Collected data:
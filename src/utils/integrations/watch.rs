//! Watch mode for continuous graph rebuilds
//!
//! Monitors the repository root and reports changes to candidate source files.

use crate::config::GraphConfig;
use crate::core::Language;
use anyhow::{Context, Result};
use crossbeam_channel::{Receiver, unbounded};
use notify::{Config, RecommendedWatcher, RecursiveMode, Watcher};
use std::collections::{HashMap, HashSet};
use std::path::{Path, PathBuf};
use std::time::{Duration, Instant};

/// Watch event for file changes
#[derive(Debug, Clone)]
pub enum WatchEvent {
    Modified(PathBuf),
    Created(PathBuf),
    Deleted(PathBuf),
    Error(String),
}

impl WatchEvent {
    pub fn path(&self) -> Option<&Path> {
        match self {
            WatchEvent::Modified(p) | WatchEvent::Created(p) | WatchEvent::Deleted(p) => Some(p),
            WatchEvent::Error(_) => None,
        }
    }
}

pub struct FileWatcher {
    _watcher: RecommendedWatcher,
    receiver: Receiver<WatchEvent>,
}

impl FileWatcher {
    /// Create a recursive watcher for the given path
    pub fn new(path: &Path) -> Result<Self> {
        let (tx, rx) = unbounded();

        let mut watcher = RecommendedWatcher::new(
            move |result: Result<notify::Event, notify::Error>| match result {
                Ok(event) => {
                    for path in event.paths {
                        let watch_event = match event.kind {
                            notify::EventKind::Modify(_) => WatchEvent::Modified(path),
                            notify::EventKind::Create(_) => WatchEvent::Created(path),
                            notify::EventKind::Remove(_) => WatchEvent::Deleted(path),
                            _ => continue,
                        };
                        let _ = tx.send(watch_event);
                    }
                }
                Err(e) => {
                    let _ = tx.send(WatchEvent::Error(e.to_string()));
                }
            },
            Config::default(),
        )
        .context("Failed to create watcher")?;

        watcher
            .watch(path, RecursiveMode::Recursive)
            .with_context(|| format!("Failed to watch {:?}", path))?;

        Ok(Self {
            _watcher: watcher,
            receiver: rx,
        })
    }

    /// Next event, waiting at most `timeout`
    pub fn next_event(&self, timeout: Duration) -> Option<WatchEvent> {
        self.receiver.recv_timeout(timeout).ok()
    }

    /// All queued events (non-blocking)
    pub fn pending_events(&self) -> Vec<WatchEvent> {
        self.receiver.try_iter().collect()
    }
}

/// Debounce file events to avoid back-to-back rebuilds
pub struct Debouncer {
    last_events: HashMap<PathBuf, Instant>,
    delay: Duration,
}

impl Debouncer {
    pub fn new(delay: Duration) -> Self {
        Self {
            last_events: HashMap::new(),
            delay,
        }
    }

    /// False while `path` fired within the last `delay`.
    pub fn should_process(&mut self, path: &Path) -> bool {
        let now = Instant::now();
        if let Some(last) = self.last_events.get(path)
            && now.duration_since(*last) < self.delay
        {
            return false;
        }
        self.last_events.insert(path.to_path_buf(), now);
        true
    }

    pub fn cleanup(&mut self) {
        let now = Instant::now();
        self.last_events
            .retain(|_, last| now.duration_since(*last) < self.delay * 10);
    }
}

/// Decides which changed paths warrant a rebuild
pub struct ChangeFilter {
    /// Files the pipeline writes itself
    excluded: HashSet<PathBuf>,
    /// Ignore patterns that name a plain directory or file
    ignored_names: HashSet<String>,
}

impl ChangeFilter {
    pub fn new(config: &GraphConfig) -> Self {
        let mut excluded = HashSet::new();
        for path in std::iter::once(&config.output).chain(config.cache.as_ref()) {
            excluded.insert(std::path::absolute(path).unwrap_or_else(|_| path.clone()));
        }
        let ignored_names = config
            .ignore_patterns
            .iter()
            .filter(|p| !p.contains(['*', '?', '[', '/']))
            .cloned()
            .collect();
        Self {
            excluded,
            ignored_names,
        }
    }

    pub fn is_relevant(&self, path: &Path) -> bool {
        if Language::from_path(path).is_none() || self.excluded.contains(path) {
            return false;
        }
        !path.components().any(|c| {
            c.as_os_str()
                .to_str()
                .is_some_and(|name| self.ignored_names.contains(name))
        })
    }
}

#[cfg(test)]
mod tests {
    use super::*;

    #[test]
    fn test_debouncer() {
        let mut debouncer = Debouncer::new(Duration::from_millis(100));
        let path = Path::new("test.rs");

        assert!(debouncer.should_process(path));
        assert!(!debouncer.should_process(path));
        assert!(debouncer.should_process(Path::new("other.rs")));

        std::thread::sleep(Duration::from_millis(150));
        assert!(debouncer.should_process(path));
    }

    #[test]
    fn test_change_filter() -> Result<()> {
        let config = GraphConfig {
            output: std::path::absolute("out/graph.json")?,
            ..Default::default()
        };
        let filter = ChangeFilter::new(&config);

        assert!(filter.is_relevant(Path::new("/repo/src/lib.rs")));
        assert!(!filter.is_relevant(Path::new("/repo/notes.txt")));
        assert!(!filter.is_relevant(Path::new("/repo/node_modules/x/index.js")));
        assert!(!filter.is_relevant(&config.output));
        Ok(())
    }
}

* * *

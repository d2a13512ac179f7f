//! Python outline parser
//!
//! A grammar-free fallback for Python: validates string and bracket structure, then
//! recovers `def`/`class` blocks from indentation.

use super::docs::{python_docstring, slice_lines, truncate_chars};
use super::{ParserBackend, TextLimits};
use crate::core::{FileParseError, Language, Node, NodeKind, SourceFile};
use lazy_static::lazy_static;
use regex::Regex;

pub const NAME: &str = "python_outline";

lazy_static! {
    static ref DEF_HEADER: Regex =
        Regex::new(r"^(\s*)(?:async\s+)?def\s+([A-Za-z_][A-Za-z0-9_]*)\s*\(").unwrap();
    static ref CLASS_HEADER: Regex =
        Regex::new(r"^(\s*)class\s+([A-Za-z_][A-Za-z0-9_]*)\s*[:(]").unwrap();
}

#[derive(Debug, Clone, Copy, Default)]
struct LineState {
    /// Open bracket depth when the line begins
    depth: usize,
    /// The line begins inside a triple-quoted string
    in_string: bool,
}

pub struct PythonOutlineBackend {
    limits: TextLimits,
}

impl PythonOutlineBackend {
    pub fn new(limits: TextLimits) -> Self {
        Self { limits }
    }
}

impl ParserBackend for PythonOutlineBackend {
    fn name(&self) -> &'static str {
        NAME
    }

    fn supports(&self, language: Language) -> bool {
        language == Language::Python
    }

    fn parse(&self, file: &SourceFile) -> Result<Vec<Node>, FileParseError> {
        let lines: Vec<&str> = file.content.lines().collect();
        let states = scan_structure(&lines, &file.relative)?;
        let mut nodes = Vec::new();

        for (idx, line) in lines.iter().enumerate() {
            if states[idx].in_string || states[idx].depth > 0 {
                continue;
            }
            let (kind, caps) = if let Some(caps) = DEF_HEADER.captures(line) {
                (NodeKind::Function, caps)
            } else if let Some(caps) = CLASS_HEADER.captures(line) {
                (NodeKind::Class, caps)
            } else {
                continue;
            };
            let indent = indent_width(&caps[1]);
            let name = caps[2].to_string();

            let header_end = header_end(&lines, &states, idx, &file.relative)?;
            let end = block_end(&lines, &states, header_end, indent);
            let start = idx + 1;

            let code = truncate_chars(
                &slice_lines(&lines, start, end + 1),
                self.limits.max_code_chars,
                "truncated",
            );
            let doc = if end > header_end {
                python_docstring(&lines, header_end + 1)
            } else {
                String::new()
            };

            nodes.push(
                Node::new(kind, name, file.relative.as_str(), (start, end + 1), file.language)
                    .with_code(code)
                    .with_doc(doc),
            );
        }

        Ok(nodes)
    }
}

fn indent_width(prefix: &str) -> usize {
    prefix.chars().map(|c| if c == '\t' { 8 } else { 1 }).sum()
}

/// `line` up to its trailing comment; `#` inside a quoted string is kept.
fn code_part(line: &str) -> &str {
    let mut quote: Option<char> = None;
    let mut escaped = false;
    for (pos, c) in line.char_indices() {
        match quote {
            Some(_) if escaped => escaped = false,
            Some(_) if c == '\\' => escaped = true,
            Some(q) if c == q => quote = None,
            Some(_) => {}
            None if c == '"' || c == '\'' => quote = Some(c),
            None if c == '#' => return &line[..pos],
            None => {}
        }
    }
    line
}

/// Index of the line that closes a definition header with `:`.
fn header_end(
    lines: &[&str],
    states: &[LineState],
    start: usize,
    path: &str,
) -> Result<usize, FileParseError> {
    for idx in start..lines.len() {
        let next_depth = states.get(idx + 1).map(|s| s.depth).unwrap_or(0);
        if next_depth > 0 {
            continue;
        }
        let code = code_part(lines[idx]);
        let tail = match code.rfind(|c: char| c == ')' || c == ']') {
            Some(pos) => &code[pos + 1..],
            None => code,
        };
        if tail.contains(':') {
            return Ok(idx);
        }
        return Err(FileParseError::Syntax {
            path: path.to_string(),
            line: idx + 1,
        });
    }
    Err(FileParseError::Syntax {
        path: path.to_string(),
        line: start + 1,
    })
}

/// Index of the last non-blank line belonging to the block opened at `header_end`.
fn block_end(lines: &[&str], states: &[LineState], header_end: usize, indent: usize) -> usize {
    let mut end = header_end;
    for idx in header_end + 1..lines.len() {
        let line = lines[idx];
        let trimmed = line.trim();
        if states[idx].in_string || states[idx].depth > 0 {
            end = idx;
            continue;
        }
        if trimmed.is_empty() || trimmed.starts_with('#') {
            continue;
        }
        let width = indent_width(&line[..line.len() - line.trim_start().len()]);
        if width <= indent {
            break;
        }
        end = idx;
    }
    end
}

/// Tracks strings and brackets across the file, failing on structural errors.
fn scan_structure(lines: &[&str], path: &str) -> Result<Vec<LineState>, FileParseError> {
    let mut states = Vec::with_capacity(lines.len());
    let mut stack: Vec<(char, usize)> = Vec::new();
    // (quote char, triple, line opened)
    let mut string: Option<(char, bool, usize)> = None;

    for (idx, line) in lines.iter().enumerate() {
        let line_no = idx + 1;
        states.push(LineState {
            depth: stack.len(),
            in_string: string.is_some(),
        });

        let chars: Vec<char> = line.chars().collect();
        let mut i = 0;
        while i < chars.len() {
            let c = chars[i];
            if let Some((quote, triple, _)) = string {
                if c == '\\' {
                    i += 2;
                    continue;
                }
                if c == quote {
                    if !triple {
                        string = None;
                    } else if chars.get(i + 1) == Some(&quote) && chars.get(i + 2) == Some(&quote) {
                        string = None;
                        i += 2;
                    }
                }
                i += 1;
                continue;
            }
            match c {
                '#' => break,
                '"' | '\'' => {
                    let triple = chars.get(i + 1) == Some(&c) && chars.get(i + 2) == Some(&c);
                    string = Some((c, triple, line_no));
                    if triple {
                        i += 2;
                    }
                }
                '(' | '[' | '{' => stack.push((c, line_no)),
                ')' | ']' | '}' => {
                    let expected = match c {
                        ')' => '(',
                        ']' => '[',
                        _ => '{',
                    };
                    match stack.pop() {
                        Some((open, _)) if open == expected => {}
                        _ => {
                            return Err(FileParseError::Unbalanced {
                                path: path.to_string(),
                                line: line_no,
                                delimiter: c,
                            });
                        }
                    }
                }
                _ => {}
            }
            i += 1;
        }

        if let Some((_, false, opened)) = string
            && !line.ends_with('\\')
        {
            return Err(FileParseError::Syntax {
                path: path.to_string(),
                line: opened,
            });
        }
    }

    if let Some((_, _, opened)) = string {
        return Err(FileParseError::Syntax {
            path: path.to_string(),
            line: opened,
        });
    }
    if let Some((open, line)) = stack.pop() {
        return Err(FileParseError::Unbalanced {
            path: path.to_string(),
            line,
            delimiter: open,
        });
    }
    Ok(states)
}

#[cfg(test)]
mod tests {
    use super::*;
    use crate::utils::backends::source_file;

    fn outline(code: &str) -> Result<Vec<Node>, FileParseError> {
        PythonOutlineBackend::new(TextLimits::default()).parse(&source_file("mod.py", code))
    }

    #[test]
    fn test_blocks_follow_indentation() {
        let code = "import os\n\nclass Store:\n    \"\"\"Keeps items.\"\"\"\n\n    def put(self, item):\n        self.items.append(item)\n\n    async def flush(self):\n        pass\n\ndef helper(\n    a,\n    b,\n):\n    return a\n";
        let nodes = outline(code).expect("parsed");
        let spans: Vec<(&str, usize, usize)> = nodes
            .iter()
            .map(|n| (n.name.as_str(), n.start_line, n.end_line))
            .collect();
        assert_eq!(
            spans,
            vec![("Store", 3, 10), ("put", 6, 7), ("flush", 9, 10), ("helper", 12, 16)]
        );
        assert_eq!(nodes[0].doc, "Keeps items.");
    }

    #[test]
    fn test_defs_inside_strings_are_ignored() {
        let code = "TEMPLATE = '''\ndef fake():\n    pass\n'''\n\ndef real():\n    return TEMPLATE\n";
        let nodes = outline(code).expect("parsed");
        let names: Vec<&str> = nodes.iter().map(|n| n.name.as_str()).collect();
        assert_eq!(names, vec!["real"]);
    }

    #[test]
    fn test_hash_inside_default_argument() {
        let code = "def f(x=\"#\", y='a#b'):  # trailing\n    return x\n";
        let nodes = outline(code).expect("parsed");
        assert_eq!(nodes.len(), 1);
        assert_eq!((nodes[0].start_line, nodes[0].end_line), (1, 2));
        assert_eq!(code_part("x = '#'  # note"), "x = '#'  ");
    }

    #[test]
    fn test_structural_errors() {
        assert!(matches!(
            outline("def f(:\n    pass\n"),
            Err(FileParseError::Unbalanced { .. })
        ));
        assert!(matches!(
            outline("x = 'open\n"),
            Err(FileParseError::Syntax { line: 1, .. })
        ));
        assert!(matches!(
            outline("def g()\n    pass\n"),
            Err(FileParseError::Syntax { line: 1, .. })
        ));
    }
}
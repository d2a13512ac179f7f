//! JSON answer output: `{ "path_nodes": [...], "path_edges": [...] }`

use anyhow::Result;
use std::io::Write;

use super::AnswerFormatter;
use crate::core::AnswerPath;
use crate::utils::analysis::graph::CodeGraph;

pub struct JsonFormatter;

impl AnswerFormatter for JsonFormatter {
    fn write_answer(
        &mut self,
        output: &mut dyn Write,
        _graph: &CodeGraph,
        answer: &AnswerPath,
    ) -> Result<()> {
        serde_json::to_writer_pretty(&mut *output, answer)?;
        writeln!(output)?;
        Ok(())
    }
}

Exercise details —
Find the word "begins" in the entries above, then copy each line that holds it.

Response area —
    /// Open bracket depth when the line begins
    /// The line begins inside a triple-quoted string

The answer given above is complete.